Mon hôte tenta un dernier effort pour me retenir. Il lui restait une grande chambre où il avait empilé une société de cinq voyageurs, un de plus ne devait rien leur faire sur la quantité ; il me demanda donc si je me contenterais comme eux et avec eux d’un matelas posé à terre, et sur ma réponse affirmative, il s’achemina, moi le suivant, vers leur chambre, d’où sortait un vacarme épouvantable. Nos voyageurs se battaient à coups de traversin, pour conquérir les uns sur les autres chacun un emplacement de trois pieds de large sur six de long, la grandeur de la chambre n’ayant pas paru leur offrir au premier abord cinq fois cette mesure géométrique.

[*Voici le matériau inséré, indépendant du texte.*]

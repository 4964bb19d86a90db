//! The user-count filter: AMO average daily users threshold.

use crate::error::{Error, Result};
use crate::extension::ExtensionInput;

use super::{Filter, Verdict};

/// Keeps extensions whose AMO record reports at least `min_users` average
/// daily users. The filter refuses to start without metadata (see the CLI
/// layer); lines without a record fall under the driver's missing-addon
/// rules.
pub struct UserCountFilter {
    min_users: u64,
}

impl UserCountFilter {
    pub fn new(min_users: u64) -> Self {
        Self { min_users }
    }
}

impl Filter for UserCountFilter {
    fn name(&self) -> &'static str {
        "user-count"
    }

    fn apply(&self, ext: &ExtensionInput) -> Result<Verdict> {
        let record = ext.record().ok_or_else(|| Error::UnknownAddon {
            line: ext.line().to_string(),
        })?;
        Ok(if record.average_daily_users >= self.min_users {
            Verdict::Keep
        } else {
            Verdict::Drop
        })
    }
}

#[cfg(test)]
#[path = "user_count_tests.rs"]
mod tests;
#![allow(clippy::unwrap_used, clippy::expect_used, clippy::panic)]

use super::*;

const SAMPLE: &str = r#"[
  {
    "id": 607454,
    "guid": "uBlock0@raymondhill.net",
    "slug": "ublock-origin",
    "average_daily_users": 6500000,
    "path": "ublock-origin"
  },
  {
    "id": 12345,
    "guid": "{11111111-2222-3333-4444-555555555555}",
    "average_daily_users": 42
  }
]"#;

fn sample() -> AmoMetadata {
    let dir = tempfile::tempdir().unwrap();
    let path = dir.path().join("amo.json");
    std::fs::write(&path, SAMPLE).unwrap();
    AmoMetadata::load(&path).unwrap()
}

#[test]
fn lookup_by_id_guid_and_slug_hit_the_same_record() {
    let metadata = sample();
    let by_id = metadata.lookup("607454").unwrap();
    let by_guid = metadata.lookup("uBlock0@raymondhill.net").unwrap();
    let by_slug = metadata.lookup("ublock-origin").unwrap();
    assert!(Arc::ptr_eq(&by_id, &by_guid));
    assert!(Arc::ptr_eq(&by_id, &by_slug));
    assert_eq!(by_id.average_daily_users, 6_500_000);
}

#[test]
fn slugless_record_resolves_by_guid() {
    let metadata = sample();
    let record = metadata
        .lookup("{11111111-2222-3333-4444-555555555555}")
        .unwrap();
    assert_eq!(record.id, 12345);
    assert!(record.path.is_none());
}

#[test]
fn unknown_key_misses() {
    assert!(sample().lookup("no-such-addon").is_none());
}

#[test]
fn missing_file_error_carries_remediation() {
    let err = AmoMetadata::load(Path::new("/nonexistent/amo.json")).unwrap_err();
    let text = err.to_string();
    assert!(matches!(err, Error::Metadata { .. }));
    assert!(text.contains("curl"));
    assert!(text.contains(METADATA_ENV));
}

#[test]
fn malformed_dump_is_a_metadata_error() {
    let dir = tempfile::tempdir().unwrap();
    let path = dir.path().join("amo.json");
    std::fs::write(&path, "{\"not\": \"an array\"}").unwrap();
    assert!(matches!(
        AmoMetadata::load(&path).unwrap_err(),
        Error::Metadata { .. }
    ));
}
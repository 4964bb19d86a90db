//! Behavioral specs for the shallow filter flavors.

#![allow(clippy::unwrap_used, clippy::expect_used)]

use crate::prelude::*;

#[test]
fn permissions_filter_matches_any_requested_permission() {
    let corpus = Corpus::new();
    corpus.extension_with_manifest(
        "tabby",
        r#"{"permissions": ["tabs", "storage"]}"#,
        &[],
    );
    corpus.extension_with_manifest(
        "hosty",
        r#"{"host_permissions": ["https://*/*"]}"#,
        &[],
    );
    corpus.extension_with_manifest("plain", "{}", &[]);

    let kept = kept_lines(run_filter(
        &corpus,
        &["permissions", "tabs", "https://*/*"],
        "tabby\nhosty\nplain\n",
    ));
    assert_eq!(kept.len(), 2);
    assert!(kept[0].ends_with("tabby"));
    assert!(kept[1].ends_with("hosty"));
}

#[test]
fn manifest_filter_requires_every_key() {
    let corpus = Corpus::new();
    corpus.extension_with_manifest(
        "worker",
        r#"{"background": {"service_worker": "bg.js"}}"#,
        &[],
    );
    corpus.extension_with_manifest(
        "scripts",
        r#"{"background": {"scripts": ["bg.js"]}}"#,
        &[],
    );

    let kept = kept_lines(run_filter(
        &corpus,
        &["manifest", "background.service_worker"],
        "worker\nscripts\n",
    ));
    assert_eq!(kept.len(), 1);
    assert!(kept[0].ends_with("worker"));
}

#[test]
fn broken_manifest_is_filtered_with_a_warning() {
    let corpus = Corpus::new();
    let root = corpus.extension("broken", &[]);
    std::fs::write(root.join("manifest.json"), "{oops").unwrap();

    run_filter(&corpus, &["permissions", "tabs"], "broken\n")
        .success()
        .stdout(predicate::str::is_empty())
        .stderr(predicate::str::contains("broken"));
}

#[test]
fn user_count_keeps_addons_at_or_above_threshold() {
    let corpus = Corpus::new();
    let metadata = corpus.metadata(
        r#"[
            {"id": 1, "guid": "big@x", "average_daily_users": 50000},
            {"id": 2, "guid": "small@x", "average_daily_users": 12}
        ]"#,
    );

    let mut cmd = finder_cmd();
    cmd.arg("--root").arg(corpus.path());
    cmd.args(["user-count", "1000"]);
    cmd.env("AMO_METADATA_JSON", &metadata);
    cmd.write_stdin("big@x\nsmall@x\n1\n2\n");
    let kept = kept_lines(cmd.assert());
    assert_eq!(kept, vec!["big@x".to_string(), "1".to_string()]);
}

#[test]
fn user_count_without_metadata_is_fatal_with_remediation() {
    let mut cmd = finder_cmd();
    cmd.args(["user-count", "1000"]);
    cmd.env_remove("AMO_METADATA_JSON");
    cmd.write_stdin("1\n");
    cmd.assert()
        .code(1)
        .stderr(predicate::str::contains("AMO_METADATA_JSON"))
        .stderr(predicate::str::contains("curl"));
}

#[test]
fn user_count_with_unreadable_metadata_is_fatal() {
    let mut cmd = finder_cmd();
    cmd.args(["user-count", "1000"]);
    cmd.env("AMO_METADATA_JSON", "/nonexistent/amo.json");
    cmd.write_stdin("1\n");
    cmd.assert().code(1);
}

#[test]
fn id_lines_resolve_through_metadata_paths() {
    let corpus = Corpus::new();
    let root = corpus.extension("ublock-origin", &[("bg.js", "browser.tabs.create({})")]);
    let metadata = corpus.metadata(
        r#"[{"id": 607454, "guid": "uBlock0@raymondhill.net",
             "average_daily_users": 10, "path": "ublock-origin"}]"#,
    );

    let mut cmd = finder_cmd();
    cmd.arg("--root").arg(corpus.path());
    cmd.args(["api", "tabs.create"]);
    cmd.env("AMO_METADATA_JSON", &metadata);
    cmd.write_stdin("607454\n");
    let kept = kept_lines(cmd.assert());
    assert_eq!(kept, vec![root.display().to_string()]);
}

Je jugeai, à part moi, que le moment était mal choisi pour la demande que nous venions faire : mon hôte fit probablement la même réflexion, car il se retourna de mon côté avec un air d’embarras si marqué, que je me décidai à faire ma commission moi-même. Je poussai doucement la porte, et je m’aperçus que provisoirement la bataille se passait dans la nuit, les projectiles ayant éteint les lumières : dès-lors ma résolution fut prise.

Je soufflai la chandelle de mon hôte, ce qui fit rentrer le corridor dans une obscurité aussi complète que celle où était la chambre ; je lui recommandai de ne retrouver sous aucun prétexte la deuxième clef de la porte, et je le priai de me laisser me tirer d’affaire tout seul. Il ne demandait pas mieux.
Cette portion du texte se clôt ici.